A Journal of the Arts​​


Five Poems
By: Matt McBride

For B. Precious are your teeth the frame of your plastic hair your perfectly round eyes drawn by a sharpie marker. You are a bobble-head genius the abstract of personhood a less endearing Pinocchio without blemish and yet somehow horrible in your savagely generic beauty. You collapse like an old barn under the weight of your innocence. You are angelic in your boredom. Please, write for me another epistle of gibberish; sing to me a psalm from your plagiarized bible.


Snow Forgets the Landscape Flakes of glass soften, sink through our dreams, frozen letters of rain. Cars swell into sleeping ghosts of young elephants. The air is empty with sediment— I am immune to memory.


Night What is held under the auspices of night? The velvet streetlight? An old man’s viscous coughing? What do you have to say for yourself, pigeon bones in your pockets and a mouth full of paper?

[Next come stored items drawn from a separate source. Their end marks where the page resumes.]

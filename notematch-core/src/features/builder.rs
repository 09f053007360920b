//! FeatureVectorBuilder: candle + indicator reading → 12-D feature vector.
//!
//! Pure and total: every missing or non-finite input degrades to the neutral
//! constant for its dimension (see [`NEUTRAL`]); nothing here returns an error.
//!
//! Layout:
//! - 0..=2  trend direction, strength, alignment
//! - 3..=4  MACD momentum (tanh-squashed), crossover state
//! - 5..=6  RSI level, RSI zone
//! - 7..=8  Bollinger %B, bandwidth
//! - 9..=10 candle body ratio, candle direction
//! - 11     session flag

use chrono::{DateTime, Utc};

use crate::config::FeatureConfig;
use crate::domain::{Candle, MarketObservation, RsiZone};
use crate::features::reading::IndicatorReading;
use crate::features::session::session_flag;
use crate::features::vector::{dim, FeatureVector, NEUTRAL};

/// Builds feature vectors with a fixed normalization config.
#[derive(Debug, Clone, Default)]
pub struct FeatureVectorBuilder {
    config: FeatureConfig,
}

impl FeatureVectorBuilder {
    pub fn new(config: FeatureConfig) -> Self {
        Self { config }
    }

    pub fn config(&self) -> &FeatureConfig {
        &self.config
    }

    /// Build a vector for one candle. `timestamp` drives the session flag only;
    /// pass `None` for the neutral session value.
    pub fn build(
        &self,
        candle: &Candle,
        indicators: &IndicatorReading,
        timestamp: Option<DateTime<Utc>>,
    ) -> FeatureVector {
        let mut v = NEUTRAL;

        let trend = self.trend(candle, indicators);
        v[dim::TREND_DIRECTION] = trend.direction;
        v[dim::TREND_STRENGTH] = trend.strength;
        v[dim::TREND_ALIGNMENT] = trend.alignment;

        v[dim::MACD_MOMENTUM] = self.macd_momentum(indicators);
        v[dim::MACD_CROSS] = indicators
            .macd_cross
            .map(|c| c.encode())
            .unwrap_or(NEUTRAL[dim::MACD_CROSS]);

        v[dim::RSI_LEVEL] = self.rsi_level(indicators);
        v[dim::RSI_ZONE] = self.rsi_zone(indicators);

        v[dim::BB_POSITION] = self.bollinger_position(candle, indicators);
        v[dim::BB_BANDWIDTH] = self.bollinger_bandwidth(candle, indicators);

        let (body, direction) = self.candle_shape(candle);
        v[dim::CANDLE_BODY] = body;
        v[dim::CANDLE_DIRECTION] = direction;

        v[dim::SESSION] = session_flag(timestamp, &self.config.session);

        FeatureVector::from_components(v)
    }

    /// Build from an observation, using the candle's own timestamp for the session.
    pub fn build_observation(&self, observation: &MarketObservation) -> FeatureVector {
        self.build(
            &observation.candle,
            &observation.indicators,
            Some(observation.candle.timestamp),
        )
    }

    fn trend(&self, candle: &Candle, reading: &IndicatorReading) -> TrendFeatures {
        let cfg = &self.config;
        let close = Some(candle.close).filter(|c| c.is_finite() && *c > 0.0);
        let slope = reading.ma_slope_pct();
        let deviation = match (close, reading.ma_value()) {
            (Some(c), Some(ma)) => Some((c - ma) / ma),
            _ => None,
        };
        let label = reading.trend.map(|t| t.direction());

        let direction = if let Some(s) = slope {
            ratio(s, cfg.slope_saturation).clamp(-1.0, 1.0)
        } else if let Some(dev) = deviation {
            ratio(dev, cfg.ma_deviation_reference).clamp(-1.0, 1.0)
        } else {
            label.unwrap_or(NEUTRAL[dim::TREND_DIRECTION])
        };

        let strength = if let Some(s) = slope {
            ratio(s.abs(), cfg.slope_saturation).min(1.0)
        } else if let (Some(atr), Some(c)) = (reading.atr(), close) {
            ratio(atr / c, cfg.atr_reference).min(1.0)
        } else if let Some(dev) = deviation {
            ratio(dev.abs(), cfg.ma_deviation_reference).min(1.0)
        } else {
            NEUTRAL[dim::TREND_STRENGTH]
        };

        let slope_sign = slope.map(sign);
        let position_sign = deviation.map(sign);
        let label_sign = label.map(sign);
        let alignment = agreement_half(slope_sign, position_sign.or(label_sign))
            + agreement_half(position_sign, label_sign.or(slope_sign));

        TrendFeatures {
            direction,
            strength,
            alignment,
        }
    }

    fn macd_momentum(&self, reading: &IndicatorReading) -> f64 {
        match reading.macd_histogram() {
            Some(h) => ratio(h, self.config.macd_scale).tanh(),
            None => NEUTRAL[dim::MACD_MOMENTUM],
        }
    }

    fn rsi_level(&self, reading: &IndicatorReading) -> f64 {
        match reading.rsi() {
            Some(rsi) => (rsi / 100.0).clamp(0.0, 1.0),
            None => NEUTRAL[dim::RSI_LEVEL],
        }
    }

    fn rsi_zone(&self, reading: &IndicatorReading) -> f64 {
        if let Some(zone) = reading.rsi_zone {
            return zone.encode();
        }
        match reading.rsi() {
            Some(rsi) => {
                RsiZone::from_rsi(rsi, self.config.rsi_overbought, self.config.rsi_oversold)
                    .encode()
            }
            None => NEUTRAL[dim::RSI_ZONE],
        }
    }

    fn bollinger_position(&self, candle: &Candle, reading: &IndicatorReading) -> f64 {
        if let Some(pb) = reading.bb_percent_b() {
            return pb.clamp(0.0, 1.0);
        }
        match reading.bb_bands() {
            Some((upper, lower)) if candle.close.is_finite() => {
                let width = upper - lower;
                if width > 0.0 {
                    ((candle.close - lower) / width).clamp(0.0, 1.0)
                } else {
                    NEUTRAL[dim::BB_POSITION]
                }
            }
            _ => NEUTRAL[dim::BB_POSITION],
        }
    }

    /// Bandwidth as a fraction of price, rescaled so `bandwidth_ceiling` maps
    /// to 1.0. Wider bands saturate at 1.0.
    fn bollinger_bandwidth(&self, candle: &Candle, reading: &IndicatorReading) -> f64 {
        let ceiling = self.config.bandwidth_ceiling;
        if let Some(bw) = reading.bb_bandwidth() {
            return ratio(bw, ceiling).min(1.0);
        }
        let Some((upper, lower)) = reading.bb_bands() else {
            return NEUTRAL[dim::BB_BANDWIDTH];
        };
        let price = reading
            .bb_middle()
            .or(Some(candle.close).filter(|c| c.is_finite() && *c > 0.0));
        match price {
            Some(p) => ratio((upper - lower) / p, ceiling).min(1.0),
            None => NEUTRAL[dim::BB_BANDWIDTH],
        }
    }

    /// Body ratio and direction from OHLC only. A zero-range candle is a doji
    /// with ratio 0.
    fn candle_shape(&self, candle: &Candle) -> (f64, f64) {
        let range = candle.range();
        if candle.is_void() || range <= 0.0 {
            return (0.0, 0.5);
        }
        let body = ((candle.close - candle.open).abs() / range).min(1.0);
        let direction = if body < self.config.doji_threshold {
            0.5
        } else if candle.close > candle.open {
            1.0
        } else {
            0.0
        };
        (body, direction)
    }
}

struct TrendFeatures {
    direction: f64,
    strength: f64,
    alignment: f64,
}

/// Half of the alignment score: 0.5 on agreement, 0 on disagreement, 0.25
/// when either side is unknown.
fn agreement_half(subject: Option<f64>, reference: Option<f64>) -> f64 {
    match (subject, reference) {
        (Some(a), Some(b)) if a == b => 0.5,
        (Some(_), Some(_)) => 0.0,
        _ => 0.25,
    }
}

fn sign(x: f64) -> f64 {
    if x > 0.0 {
        1.0
    } else if x < 0.0 {
        -1.0
    } else {
        0.0
    }
}

/// `value / scale`, or 0 when the scale is unusable.
fn ratio(value: f64, scale: f64) -> f64 {
    if scale > 0.0 && scale.is_finite() {
        value / scale
    } else {
        0.0
    }
}

#[cfg(test)]
mod tests {
    use super::*;
    use crate::domain::{MacdCross, TrendLabel};
    use chrono::TimeZone;

    fn candle(open: f64, high: f64, low: f64, close: f64) -> Candle {
        Candle {
            timestamp: Utc.with_ymd_and_hms(2024, 1, 2, 9, 0, 0).unwrap(),
            open,
            high,
            low,
            close,
            volume: 1000.0,
        }
    }

    fn build(c: &Candle, r: &IndicatorReading) -> FeatureVector {
        FeatureVectorBuilder::default().build(c, r, None)
    }

    #[test]
    fn empty_reading_gives_neutral_indicator_dims() {
        let v = build(&candle(100.0, 100.0, 100.0, 100.0), &IndicatorReading::default());
        assert_eq!(v, FeatureVector::neutral());
    }

    #[test]
    fn rsi_seventy_is_exactly_point_seven_and_overbought() {
        let r = IndicatorReading {
            rsi: Some(70.0),
            ..Default::default()
        };
        let v = build(&candle(100.0, 101.0, 99.0, 100.5), &r);
        assert_eq!(v[dim::RSI_LEVEL], 0.70);
        assert_eq!(v[dim::RSI_ZONE], 1.0);
    }

    #[test]
    fn rsi_thirty_is_oversold() {
        let r = IndicatorReading {
            rsi: Some(30.0),
            ..Default::default()
        };
        let v = build(&candle(100.0, 101.0, 99.0, 100.5), &r);
        assert_eq!(v[dim::RSI_ZONE], 0.0);
    }

    #[test]
    fn explicit_zone_wins_over_raw_rsi() {
        let r = IndicatorReading {
            rsi: Some(80.0),
            rsi_zone: Some(RsiZone::Neutral),
            ..Default::default()
        };
        let v = build(&candle(100.0, 101.0, 99.0, 100.5), &r);
        assert_eq!(v[dim::RSI_ZONE], 0.5);
        assert_eq!(v[dim::RSI_LEVEL], 0.8);
    }

    #[test]
    fn rsi_out_of_range_is_clamped() {
        let r = IndicatorReading {
            rsi: Some(140.0),
            ..Default::default()
        };
        let v = build(&candle(100.0, 101.0, 99.0, 100.5), &r);
        assert_eq!(v[dim::RSI_LEVEL], 1.0);
    }

    #[test]
    fn candle_direction_encoding() {
        let r = IndicatorReading::default();
        // body 0.8 of range, bullish
        assert_eq!(build(&candle(100.0, 105.0, 100.0, 104.0), &r)[dim::CANDLE_DIRECTION], 1.0);
        // bearish
        assert_eq!(build(&candle(104.0, 105.0, 100.0, 100.0), &r)[dim::CANDLE_DIRECTION], 0.0);
        // doji: body 0.02 of range
        let doji = build(&candle(100.0, 105.0, 95.0, 100.2), &r);
        assert_eq!(doji[dim::CANDLE_DIRECTION], 0.5);
        assert!((doji[dim::CANDLE_BODY] - 0.02).abs() < 1e-12);
    }

    #[test]
    fn zero_range_candle_is_neutral() {
        let v = build(&candle(100.0, 100.0, 100.0, 100.0), &IndicatorReading::default());
        assert_eq!(v[dim::CANDLE_BODY], 0.0);
        assert_eq!(v[dim::CANDLE_DIRECTION], 0.5);
    }

    #[test]
    fn macd_histogram_is_tanh_squashed() {
        let r = IndicatorReading {
            macd_histogram: Some(25.0),
            macd_cross: Some(MacdCross::Bullish),
            ..Default::default()
        };
        let v = build(&candle(100.0, 101.0, 99.0, 100.5), &r);
        assert!((v[dim::MACD_MOMENTUM] - (0.5f64).tanh()).abs() < 1e-12);
        assert_eq!(v[dim::MACD_CROSS], 1.0);

        let huge = IndicatorReading {
            macd_histogram: Some(-1e9),
            ..Default::default()
        };
        let v = build(&candle(100.0, 101.0, 99.0, 100.5), &huge);
        assert!(v[dim::MACD_MOMENTUM] >= -1.0 && v[dim::MACD_MOMENTUM] < -0.99);
    }

    #[test]
    fn bollinger_from_bands() {
        let r = IndicatorReading {
            bb_upper: Some(102.0),
            bb_middle: Some(100.0),
            bb_lower: Some(98.0),
            ..Default::default()
        };
        let v = build(&candle(100.0, 101.5, 99.0, 101.0), &r);
        assert!((v[dim::BB_POSITION] - 0.75).abs() < 1e-12);
        // width 4 / price 100 = 0.04 → 0.04 / 0.05 = 0.8
        assert!((v[dim::BB_BANDWIDTH] - 0.8).abs() < 1e-12);
    }

    #[test]
    fn wide_bands_saturate_bandwidth() {
        let r = IndicatorReading {
            bb_upper: Some(120.0),
            bb_middle: Some(100.0),
            bb_lower: Some(80.0),
            ..Default::default()
        };
        let v = build(&candle(100.0, 101.5, 99.0, 101.0), &r);
        assert_eq!(v[dim::BB_BANDWIDTH], 1.0);
    }

    #[test]
    fn precomputed_percent_b_is_clamped() {
        let r = IndicatorReading {
            bb_percent_b: Some(1.4),
            ..Default::default()
        };
        let v = build(&candle(100.0, 101.5, 99.0, 101.0), &r);
        assert_eq!(v[dim::BB_POSITION], 1.0);
    }

    #[test]
    fn trend_from_slope_and_position() {
        let r = IndicatorReading {
            ma_value: Some(100.0),
            ma_slope_pct: Some(0.05),
            ..Default::default()
        };
        let v = build(&candle(101.0, 102.5, 100.5, 102.0), &r);
        assert!((v[dim::TREND_DIRECTION] - 0.5).abs() < 1e-12);
        assert!((v[dim::TREND_STRENGTH] - 0.5).abs() < 1e-12);
        assert_eq!(v[dim::TREND_ALIGNMENT], 1.0);
    }

    #[test]
    fn trend_disagreement_lowers_alignment() {
        let r = IndicatorReading {
            ma_value: Some(105.0),
            ma_slope_pct: Some(0.05),
            ..Default::default()
        };
        let v = build(&candle(101.0, 102.5, 100.5, 102.0), &r);
        assert_eq!(v[dim::TREND_ALIGNMENT], 0.0);
    }

    #[test]
    fn strength_falls_back_to_atr() {
        let r = IndicatorReading {
            atr: Some(1.0),
            ..Default::default()
        };
        let v = build(&candle(100.0, 101.0, 99.0, 100.0), &r);
        // 1/100 = 0.01 → 0.01/0.02 = 0.5
        assert!((v[dim::TREND_STRENGTH] - 0.5).abs() < 1e-12);
        assert_eq!(v[dim::TREND_DIRECTION], 0.0);
        assert_eq!(v[dim::TREND_ALIGNMENT], 0.5);
    }

    #[test]
    fn label_only_trend() {
        let r = IndicatorReading {
            trend: Some(TrendLabel::Down),
            ..Default::default()
        };
        let v = build(&candle(100.0, 101.0, 99.0, 100.0), &r);
        assert_eq!(v[dim::TREND_DIRECTION], -1.0);
        assert_eq!(v[dim::TREND_ALIGNMENT], 0.5);
    }

    #[test]
    fn session_uses_observation_timestamp() {
        let obs = MarketObservation::bare(candle(100.0, 101.0, 99.0, 100.5));
        let v = FeatureVectorBuilder::default().build_observation(&obs);
        assert_eq!(v[dim::SESSION], 0.5); // 09:00 UTC → London
        let late = MarketObservation::bare(Candle {
            timestamp: Utc.with_ymd_and_hms(2024, 1, 2, 15, 0, 0).unwrap(),
            ..candle(100.0, 101.0, 99.0, 100.5)
        });
        assert_eq!(FeatureVectorBuilder::default().build_observation(&late)[dim::SESSION], 0.8);
    }

    #[test]
    fn identical_inputs_are_bit_identical() {
        let r = IndicatorReading {
            rsi: Some(55.5),
            macd_histogram: Some(3.3),
            ma_value: Some(99.0),
            ma_slope_pct: Some(-0.02),
            ..Default::default()
        };
        let c = candle(100.0, 101.0, 99.0, 100.5);
        assert_eq!(build(&c, &r), build(&c, &r));
    }
}
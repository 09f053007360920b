//! NoteMatch Core: feature vectors, similarity matching, rule confirmation,
//! backtest simulation and result aggregation.
//!
//! This crate contains the matching engine:
//! - Domain value objects (candles, anchors, backtest events, labels)
//! - 12-D feature vector construction with documented neutral defaults
//! - Legacy 7/8/18-D vector conversion
//! - Cosine similarity, match tiers and per-group breakdown
//! - Rule confirmation (similarity + trend + price range)
//! - Streaming indicators and the Flat/InPosition backtest state machine
//! - Pure reduction of backtest events into summary statistics
//!
//! Everything here is synchronous and free of I/O. Independent runs share no
//! mutable state and can be executed in parallel by the caller.

pub mod backtest;
pub mod config;
pub mod domain;
pub mod error;
pub mod features;
pub mod indicators;
pub mod rules;
pub mod similarity;
pub mod summary;

pub use backtest::{BacktestParams, BacktestRun, BacktestSimulator, EntryScore, PositionState};
pub use config::{FeatureConfig, MatchConfig, RuleWeights, SessionHours, TierThresholds};
pub use domain::{
    AnchorPattern, BacktestEvent, Candle, MarketObservation, Outcome, Side, Timeframe, TrendLabel,
};
pub use error::{ParamError, VectorError};
pub use features::{FeatureVector, FeatureVectorBuilder, IndicatorReading, LegacyFormat};
pub use rules::{MatchEvaluation, RuleConfirmationLayer};
pub use similarity::{MatchTier, SimilarityEvaluator, SimilarityReport};
pub use summary::{BacktestSummary, ResultAggregator};
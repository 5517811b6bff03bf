//! Scene setup shared by the benchmarks.

use glam::Vec2;
use ngn::ecs::actor::spawn_actor;
use ngn::{Aabb, BodyCreateInfo, DynamicTree, LinearVelocity, PhysicsConfig, PhysicsWorld, Shape};

/// Side length of the square the benchmark scenes are spread over.
pub const WORLD_SIZE: f32 = 2000.0;

/// Deterministic xorshift sequence so runs are comparable.
pub struct Rng(u32);

impl Rng {
    pub fn new(seed: u32) -> Self {
        Self(seed.max(1))
    }

    pub fn next_f32(&mut self) -> f32 {
        self.0 ^= self.0 << 13;
        self.0 ^= self.0 >> 17;
        self.0 ^= self.0 << 5;
        (self.0 >> 8) as f32 / (1u32 << 24) as f32
    }

    pub fn range(&mut self, min: f32, max: f32) -> f32 {
        min + (max - min) * self.next_f32()
    }

    pub fn point(&mut self) -> Vec2 {
        Vec2::new(self.range(0.0, WORLD_SIZE), self.range(0.0, WORLD_SIZE))
    }
}

/// `n` small random boxes.
pub fn random_aabbs(n: usize) -> Vec<Aabb> {
    let mut rng = Rng::new(0x5eed);
    (0..n)
        .map(|_| {
            let min = rng.point();
            let size = Vec2::new(rng.range(2.0, 20.0), rng.range(2.0, 20.0));
            Aabb::new(min, min + size)
        })
        .collect()
}

/// A tree holding `random_aabbs(n)`, payload is the box index.
pub fn setup_tree(n: usize) -> DynamicTree<u32> {
    let mut tree = DynamicTree::new();
    for (i, aabb) in random_aabbs(n).into_iter().enumerate() {
        tree.add_object(aabb, i as u32);
    }
    tree
}

/// `n` moving circles, no gravity, inside a box of static walls.
pub fn setup_circle_world(n: usize) -> anyhow::Result<(hecs::World, PhysicsWorld)> {
    let mut world = hecs::World::new();
    let mut physics = PhysicsWorld::new(PhysicsConfig::default());
    let mut rng = Rng::new(42);

    spawn_walls(&mut world, &mut physics)?;

    let info = BodyCreateInfo {
        use_force: false,
        ..Default::default()
    };
    for _ in 0..n {
        let entity = spawn_actor(&mut world, rng.point(), 0.0, Vec2::ONE, true);
        physics.create_body(&mut world, entity, info, Shape::circle(Vec2::ZERO, rng.range(3.0, 8.0)))?;
        let velocity = Vec2::new(rng.range(-50.0, 50.0), rng.range(-50.0, 50.0));
        world.get::<&mut LinearVelocity>(entity)?.0 = velocity;
    }

    Ok((world, physics))
}

/// Circles and capsules falling under gravity onto the walls.
pub fn setup_mixed_world(n: usize) -> anyhow::Result<(hecs::World, PhysicsWorld)> {
    let mut world = hecs::World::new();
    let mut physics = PhysicsWorld::new(PhysicsConfig {
        gravity: Vec2::new(0.0, -500.0),
        ..Default::default()
    });
    let mut rng = Rng::new(7);

    spawn_walls(&mut world, &mut physics)?;

    for i in 0..n {
        let entity = spawn_actor(&mut world, rng.point(), rng.range(0.0, 6.28), Vec2::ONE, true);
        let shape = if i % 2 == 0 {
            Shape::circle(Vec2::ZERO, 5.0)
        } else {
            Shape::capsule(Vec2::new(-5.0, 0.0), Vec2::new(5.0, 0.0), 3.0)
        };
        physics.create_body(&mut world, entity, BodyCreateInfo::default(), shape)?;
    }

    Ok((world, physics))
}

fn spawn_walls(world: &mut hecs::World, physics: &mut PhysicsWorld) -> anyhow::Result<()> {
    let corners = [
        Vec2::ZERO,
        Vec2::new(WORLD_SIZE, 0.0),
        Vec2::splat(WORLD_SIZE),
        Vec2::new(0.0, WORLD_SIZE),
    ];
    for i in 0..corners.len() {
        let wall = spawn_actor(world, Vec2::ZERO, 0.0, Vec2::ONE, true);
        physics.create_body(
            world,
            wall,
            BodyCreateInfo::fixed(),
            Shape::line(corners[i], corners[(i + 1) % corners.len()]),
        )?;
    }
    Ok(())
}

#[cfg(test)]
mod tests {
    use super::*;

    #[test]
    fn test_scene_setup_spawns_walls_and_bodies() {
        let (_, physics) = setup_circle_world(10).unwrap();
        assert_eq!(physics.tree().leaf_count(), 14);

        let (world, physics) = setup_mixed_world(6).unwrap();
        assert_eq!(physics.tree().leaf_count(), 10);
        assert_eq!(world.len(), 10);
    }
}
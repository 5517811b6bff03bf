use std::cell::RefCell;
use std::rc::Rc;
use std::time::Duration;

use glam::Vec2;
use ngn::ecs::actor::spawn_actor;
use ngn::{
    App, BodyCreateInfo, Collision, CollisionPhase, Engine, EngineConfig, LinearVelocity, Line,
    PhysicsConfig, PhysicsWorld, Position, Shape, SystemContext,
};

const SHOT_SPEED: f32 = 900.0;
const SHOT_COOLDOWN: f32 = 0.75;
const PLAYER_SPEED: f32 = 60.0;

/// Static maze geometry.
struct Wall;

struct Player;

struct Enemy {
    cooldown: f32,
}

struct Shot;

/// Entities the collision listener wants gone, processed after the step.
type RemovalQueue = Rc<RefCell<Vec<hecs::Entity>>>;

struct MazeApp {
    removals: RemovalQueue,
    hits: Rc<RefCell<u32>>,
    time: f32,
}

impl MazeApp {
    fn spawn_wall(
        world: &mut hecs::World,
        physics: &mut PhysicsWorld,
        start: Vec2,
        end: Vec2,
    ) -> anyhow::Result<()> {
        let wall = spawn_actor(world, Vec2::ZERO, 0.0, Vec2::ONE, true);
        world.insert_one(wall, Wall)?;
        physics.create_body(world, wall, BodyCreateInfo::fixed(), Shape::line(start, end))?;
        Ok(())
    }

    /// True when no wall blocks the straight line between the two points.
    fn line_of_sight(world: &hecs::World, physics: &PhysicsWorld, from: Vec2, to: Vec2) -> bool {
        let mut clear = true;
        physics.query_line(&Line::new(from, to), |entity, _| {
            if world.satisfies::<&Wall>(entity).unwrap_or(false) {
                clear = false;
            }
            clear
        });
        clear
    }
}

impl App for MazeApp {
    fn init(&mut self, world: &mut hecs::World, physics: &mut PhysicsWorld) -> anyhow::Result<()> {
        // Outer box and two inner walls.
        let corners = [
            Vec2::new(-200.0, -200.0),
            Vec2::new(200.0, -200.0),
            Vec2::new(200.0, 200.0),
            Vec2::new(-200.0, 200.0),
        ];
        for i in 0..corners.len() {
            Self::spawn_wall(world, physics, corners[i], corners[(i + 1) % corners.len()])?;
        }
        Self::spawn_wall(world, physics, Vec2::new(-200.0, 50.0), Vec2::new(60.0, 50.0))?;
        Self::spawn_wall(world, physics, Vec2::new(-60.0, -50.0), Vec2::new(200.0, -50.0))?;

        let pillar = spawn_actor(world, Vec2::new(0.0, 120.0), 0.6, Vec2::ONE, true);
        physics.create_body(
            world,
            pillar,
            BodyCreateInfo::fixed(),
            Shape::capsule(Vec2::new(0.0, -20.0), Vec2::new(0.0, 20.0), 8.0),
        )?;

        let player = spawn_actor(world, Vec2::new(-150.0, -150.0), 0.0, Vec2::ONE, true);
        world.insert_one(player, Player)?;
        physics.create_body(
            world,
            player,
            BodyCreateInfo {
                use_force: false,
                restitution: 0.2,
                ..Default::default()
            },
            Shape::circle(Vec2::ZERO, 8.0),
        )?;

        let enemy = spawn_actor(world, Vec2::new(150.0, -150.0), 0.0, Vec2::ONE, true);
        world.insert_one(enemy, Enemy { cooldown: 0.0 })?;
        physics.create_body(
            world,
            enemy,
            BodyCreateInfo {
                inv_mass: 0.25,
                use_force: false,
                ..Default::default()
            },
            Shape::circle(Vec2::ZERO, 10.0),
        )?;

        log::info!("Maze ready: {} bodies", physics.tree().leaf_count());
        Ok(())
    }

    fn fixed_update(&mut self, world: &mut hecs::World, _physics: &mut PhysicsWorld, dt: f32) {
        self.time += dt;
        // Player paces back and forth along the bottom corridor.
        let direction = if (self.time / 4.0) as u32 % 2 == 0 { 1.0 } else { -1.0 };
        for (_, velocity) in world.query_mut::<hecs::With<&mut LinearVelocity, &Player>>() {
            velocity.0 = Vec2::new(direction * PLAYER_SPEED, 0.0);
        }
    }

    fn update(&mut self, world: &mut hecs::World, ctx: &mut SystemContext) {
        let dt = ctx.delta_time as f32;

        let Some(target) = world
            .query::<hecs::With<&Position, &Player>>()
            .iter()
            .next()
            .map(|(_, position)| position.0)
        else {
            return;
        };

        let mut shots = Vec::new();
        for (_, (enemy, position)) in world.query::<(&mut Enemy, &Position)>().iter() {
            enemy.cooldown -= dt;
            if enemy.cooldown > 0.0 || !Self::line_of_sight(world, ctx.physics, position.0, target) {
                continue;
            }
            enemy.cooldown = SHOT_COOLDOWN;
            let aim = (target - position.0).normalize_or_zero();
            shots.push((position.0 + aim * 14.0, aim * SHOT_SPEED));
        }

        for (origin, velocity) in shots {
            let shot = spawn_actor(world, origin, 0.0, Vec2::ONE, true);
            let created = world.insert_one(shot, Shot).map_err(ngn::PhysicsError::from).and_then(|()| {
                ctx.physics.create_body(
                    world,
                    shot,
                    BodyCreateInfo {
                        sensor: true,
                        use_force: false,
                        fast_moving: true,
                        ..Default::default()
                    },
                    Shape::circle(Vec2::ZERO, 2.0),
                )
            });
            if let Err(err) = created {
                log::warn!("Failed to spawn shot: {err}");
                continue;
            }
            if let Ok(mut v) = world.get::<&mut LinearVelocity>(shot) {
                v.0 = velocity;
            }
        }

        let removals: Vec<_> = self.removals.borrow_mut().drain(..).collect();
        for entity in removals {
            if world.contains(entity) {
                ctx.physics.remove_body(world, entity);
                let _ = world.despawn(entity);
            }
        }
    }

    fn post_update(&mut self, _world: &mut hecs::World, ctx: &mut SystemContext) {
        if ctx.frame % 600 == 0 {
            log::info!(
                "t={:.1}s hits={} F-MEM peak {} bytes",
                ctx.elapsed_time,
                self.hits.borrow(),
                ctx.arena.high_water_mark()
            );
        }
    }
}

fn main() -> anyhow::Result<()> {
    env_logger::init();

    let removals: RemovalQueue = Rc::default();
    let hits = Rc::new(RefCell::new(0u32));
    let app = MazeApp {
        removals: Rc::clone(&removals),
        hits: Rc::clone(&hits),
        time: 0.0,
    };

    let mut engine = Engine::new(EngineConfig::default(), PhysicsConfig::default(), app);
    engine.physics_mut().add_collision_listener(
        move |world: &mut hecs::World, collision: &Collision, phase: CollisionPhase| {
            if phase != CollisionPhase::Contact {
                return;
            }
            let (a, b) = collision.pair.entities();
            for (shot, other) in [(a, b), (b, a)] {
                if !world.satisfies::<&Shot>(shot).unwrap_or(false) {
                    continue;
                }
                if world.satisfies::<&Shot>(other).unwrap_or(false)
                    || world.satisfies::<&Enemy>(other).unwrap_or(false)
                {
                    continue;
                }
                if world.satisfies::<&Player>(other).unwrap_or(false) {
                    *hits.borrow_mut() += 1;
                    log::info!("Kill: shot {shot:?} hit the player");
                }
                removals.borrow_mut().push(shot);
            }
        },
    );

    engine.run_realtime(Duration::from_secs(30), Duration::from_millis(16))?;
    log::info!(
        "Done after {} frames, player hit {} times",
        engine.frame_count(),
        engine.app().hits.borrow()
    );
    Ok(())
}
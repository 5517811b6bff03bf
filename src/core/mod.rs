//! Core memory primitives
//!
//! Per-frame bump allocation and the containers built on top of it.

pub mod arena;
pub mod frame_set;
pub mod frame_vec;

pub use arena::{ArenaBlock, ArenaStats, FrameArena};
pub use frame_set::FrameSet;
pub use frame_vec::FrameVec;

It feels as if someone’s pulled back the curtains of meat and shown you, standing organless and naked on this poorly cobbled street. The moon never knew you. Why are you screaming? You’ll wear your bones out. Remember the dream of the red-winged angel. Remember she held you and sang: the one about being lonely, the one about the black king of moths returning triumphant from hell.


Overcast and clouds speak with the voices of dolls. Soot-colored pigeons billow back into smoke as they leave their wire. My gut is a rag I wring each morning. On the sill rests a mason jar humming with flies. The soul leaks a little from the edges of my shadow.


Cymbal Crash of the Moment When You Realize a Dream Is a Dream The people across the street are actually from a projector. Two cars collide with such slowness the accident can’t be real. Looking up, you see that the sky really isn’t the sky but rather an enormous flock of blue cranes flying backwards. When you reach to the woman standing next to you, she slides off your touch as her poorly-propped body falls over. The colorful graffiti is illegible. Shadows are spills of milk. You grab a handful of shards from a broken bottle, and when you wake up, it’s this poem.